Dissenting were Associate Justice Clarence Thomas and Associate Justice Samuel A. Alito Jr.

In his dissenting opinion, Justice Thomas wrote about ICWA, “It regulates child custody proceedings, brought in state courts, for those who need never have set foot on Indian lands.  It is not about tribal lands or tribal governments, commerce, treaties, or federal property.  It therefore fails equally under the Court’s precedents as it fails under the plain text and original meaning of the Constitution.”

Information from the House Natural Resources Committee states, “Prior to the bipartisan passage of ICWA in 1978, American Indian and Alaska Native children were systematically separated from their parents, extended families, and communities by state and private adoption agencies, often without evidence of harm or neglect.  An overwhelming 85 percent of these children were placed in non-Native homes, isolating them from their culture and community support systems.”

Others in government voiced their pleasure at ICWA being upheld.
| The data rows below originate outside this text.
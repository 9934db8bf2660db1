//! Construction of the component tree from structural input.
//!
//! [`TreeBuilder`] reconciles the declaration tree and token stream of one
//! file into a nested, line-addressed [`Component`] tree:
//!
//! 1. declarations are flattened, classified and inserted by containment,
//!    together with accessor blocks found in variable bodies;
//! 2. the normalization passes in [`normalize`] rewrite the working tree;
//! 3. the result is translated from byte offsets to lines through [`Chunks`].

pub mod assemble;
pub mod chunk;
pub mod convert;
pub mod finder;
pub mod kind;
pub mod node;
pub mod normalize;
pub mod offset;

use tracing::debug;

use crate::component::{Component, ComponentType};
use crate::source::SourceFile;

pub use chunk::Chunks;
pub use finder::Finder;
pub use node::{NodeId, WorkingNode, WorkingTree};
pub use offset::OffsetRange;

/// Builds the component tree of a single source file.
pub struct TreeBuilder<'a> {
    source: &'a SourceFile,
    chunks: Chunks,
}

impl<'a> TreeBuilder<'a> {
    /// Prepares a builder, splitting the file into parts.
    #[must_use]
    pub fn new(source: &'a SourceFile) -> Self {
        Self {
            source,
            chunks: Chunks::split(&source.text),
        }
    }

    /// Parts used for offset to line translation.
    #[must_use]
    pub fn chunks(&self) -> &Chunks {
        &self.chunks
    }

    /// Builds the line-addressed component tree.
    #[must_use]
    pub fn build(&self) -> Component {
        let tree = self.working_tree();
        convert::convert(&tree, &self.chunks)
    }

    /// Assembles and normalizes the offset-addressed working tree.
    #[must_use]
    pub fn working_tree(&self) -> WorkingTree {
        let structure = &self.source.structure;
        let mut tree = WorkingTree::new(WorkingNode::new(
            ComponentType::Other,
            OffsetRange::declaration(structure.offset, structure.length),
        ));
        let finder = Finder::new(&self.source.text, &self.chunks, &self.source.tokens);

        let declarations = assemble::flatten(&structure.substructure, ComponentType::Other);
        let accessors = finder.accessors(&declarations);
        debug!(
            "{}: {} declarations, {} accessors",
            self.source.path.display(),
            declarations.len(),
            accessors.len()
        );
        tree.insert_all(declarations);
        tree.insert_all(accessors);

        normalize::remove_redundant_closures(&mut tree);
        normalize::unwrap_braces(&mut tree);

        let lexical = finder.lexical();
        debug!(
            "{}: {} lexical nodes",
            self.source.path.display(),
            lexical.len()
        );
        tree.insert_all(lexical);

        normalize::promote_variables(&mut tree);
        normalize::dedupe_parameters(&mut tree);
        normalize::remove_spurious_parameters(&mut tree);
        normalize::sort_children(&mut tree);
        tree
    }
}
U.S. Attorney General Merrick B. Garland said in a statement, “The Justice Department is committed to honoring tribal sovereignty and protecting Indian children and families.  For nearly 45 years, the Indian Child Welfare Act has helped protect children from being unnecessarily separated from their parents, extended family, and tribal communities.”

He added, “I am pleased that today’s Supreme Court decision in Haaland v. Brackeen rejected this challenge to the Indian Child Welfare Act.  The Justice Department vigorously defended the statute before the Supreme Court and will continue to support the Indian Child Welfare Act and do everything in our power to protect tribal communities and affirm tribal sovereignty.”
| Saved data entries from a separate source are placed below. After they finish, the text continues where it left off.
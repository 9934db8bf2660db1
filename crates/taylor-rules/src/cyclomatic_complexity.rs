//! Rule to limit the cyclomatic complexity of methods.
//!
//! # Detected Patterns
//!
//! Every decision point below a function adds one path: `if`, `else if`,
//! `for`, `while`, `case`, ternary and nil-coalescing operators, `&&` and
//! `||`. Nested closures and local functions are included. A `guard` is not
//! a decision point itself; its conditions still count.
//!
//! # Configuration
//!
//! - `limit`: Maximum complexity (default: 5)

use taylor_core::{Component, ComponentType, Priority, Rule, RuleOutcome, RuleSettings};

/// Rule name for cyclomatic complexity.
pub const NAME: &str = "CyclomaticComplexity";

/// Documentation link.
pub const URL: &str = "http://phpmd.org/rules/codesize.html#cyclomaticcomplexity";

/// Default limit.
pub const DEFAULT_LIMIT: usize = 5;

const DECISION_KINDS: &[ComponentType] = &[
    ComponentType::If,
    ComponentType::ElseIf,
    ComponentType::For,
    ComponentType::While,
    ComponentType::Case,
    ComponentType::Ternary,
    ComponentType::NilCoalescing,
    ComponentType::And,
    ComponentType::Or,
];

/// Limits the number of independent paths through a function.
#[derive(Debug, Clone)]
pub struct CyclomaticComplexity {
    settings: RuleSettings,
}

impl Default for CyclomaticComplexity {
    fn default() -> Self {
        Self::new()
    }
}

impl CyclomaticComplexity {
    /// Creates a new rule with default settings.
    #[must_use]
    pub fn new() -> Self {
        Self {
            settings: RuleSettings::new(DEFAULT_LIMIT, Priority::P2),
        }
    }

    /// Complexity of a function: decision points below it plus one.
    #[must_use]
    pub fn complexity(component: &Component) -> usize {
        decisions(component) + 1
    }
}

fn decisions(component: &Component) -> usize {
    component
        .children
        .iter()
        .map(|child| usize::from(DECISION_KINDS.contains(&child.kind)) + decisions(child))
        .sum()
}

impl Rule for CyclomaticComplexity {
    fn name(&self) -> &'static str {
        NAME
    }

    fn description(&self) -> &'static str {
        "Limits the number of decision points in a method"
    }

    fn external_info_url(&self) -> &'static str {
        URL
    }

    fn settings(&self) -> &RuleSettings {
        &self.settings
    }

    fn settings_mut(&mut self) -> &mut RuleSettings {
        &mut self.settings
    }

    fn check(&self, component: &Component) -> RuleOutcome {
        if !component.is_a(ComponentType::Function) {
            return RuleOutcome::not_applicable();
        }
        let complexity = Self::complexity(component);
        let limit = self.limit();
        RuleOutcome::against_limit(complexity, limit, || {
            format!(
                "The method '{}' has a Cyclomatic Complexity of {complexity}. The allowed Cyclomatic Complexity is {limit}",
                component.display_name()
            )
        })
    }
}

#[cfg(test)]
mod tests {
    use super::*;
    use taylor_core::ComponentRange;

    fn node(kind: ComponentType, start: usize, end: usize) -> Component {
        Component::new(kind, ComponentRange::new(start, end))
    }

    fn branchy_function() -> Component {
        node(ComponentType::Function, 3, 36)
            .with_child(
                node(ComponentType::If, 4, 11)
                    .with_child(node(ComponentType::If, 5, 7))
                    .with_child(node(ComponentType::ElseIf, 7, 9))
                    .with_child(node(ComponentType::Else, 9, 11)),
            )
            .with_child(node(ComponentType::ElseIf, 12, 15).with_child(node(ComponentType::While, 13, 15)))
            .with_child(node(ComponentType::ElseIf, 16, 19).with_child(node(ComponentType::For, 17, 19)))
            .with_child(
                node(ComponentType::Else, 20, 35).with_child(
                    node(ComponentType::Switch, 21, 34)
                        .with_child(node(ComponentType::Case, 22, 24))
                        .with_child(node(ComponentType::Case, 25, 27))
                        .with_child(node(ComponentType::Case, 28, 30))
                        .with_child(node(ComponentType::Case, 31, 33)),
                ),
            )
    }

    #[test]
    fn test_high_complexity_fails() {
        let outcome = CyclomaticComplexity::new().check(&branchy_function());
        assert!(!outcome.is_ok);
        assert_eq!(outcome.value, Some(12));
        assert_eq!(
            outcome.message.as_deref(),
            Some("The method 'unknown' has a Cyclomatic Complexity of 12. The allowed Cyclomatic Complexity is 5")
        );
    }

    #[test]
    fn test_low_complexity_passes() {
        let mut function = branchy_function();
        function.children.truncate(1);
        let outcome = CyclomaticComplexity::new().check(&function);
        assert!(outcome.is_ok);
        assert_eq!(outcome.value, Some(4));
        assert_eq!(outcome.message, None);
    }

    #[test]
    fn test_empty_function_is_one() {
        let outcome = CyclomaticComplexity::new().check(&node(ComponentType::Function, 1, 2));
        assert_eq!(outcome.value, Some(1));
    }

    #[test]
    fn test_logical_operators_inside_guard_count() {
        let function = node(ComponentType::Function, 1, 10).with_child(
            node(ComponentType::Guard, 2, 4)
                .with_child(node(ComponentType::And, 2, 2))
                .with_child(node(ComponentType::Or, 2, 2)),
        );
        assert_eq!(CyclomaticComplexity::complexity(&function), 3);
    }

    #[test]
    fn test_guard_alone_adds_nothing() {
        let function =
            node(ComponentType::Function, 1, 5).with_child(node(ComponentType::Guard, 2, 4));
        let outcome = CyclomaticComplexity::new().check(&function);
        assert!(outcome.is_ok);
        assert_eq!(outcome.value, Some(1));
    }

    #[test]
    fn test_non_functions_are_skipped() {
        let outcome = CyclomaticComplexity::new().check(&node(ComponentType::For, 0, 0));
        assert_eq!(outcome, RuleOutcome::not_applicable());
    }
}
Rep. Raul M. Grijalva (D-Ariz), the ranking member on the House Natural Resources Committee, said in a statement, “The court made the right decision today not just for Native children and families, but for tribal sovereignty at large.  ICWA is considered the gold standard for child welfare across the board and today’s decision rightfully upholds that standard for Native youth and future generations.  Keeping Native children in their own communities with access to their traditional languages and cultures is critical to addressing the intergenerational trauma that this country forced upon Indian Country for far too long.”

Rep. Teresa Leger Fernandez (D-N.M.), ranking member on the House Indian and Insular Affairs Subcommittee, said in a statement, “This decision reinforces what every tribal member knows: that vulnerable Native children belong where they will grow up sharing in the rich language, culture, and heritage of their tribal and tribal families.  The decision also reaffirms that tribal nations are sovereigns which enjoy a unique and special trust relationship with the federal government.  Congress has the power and responsibility to preemptively legislate on Indian affairs so we can reverse the harm and historical trauma inflicted on tribal nations.”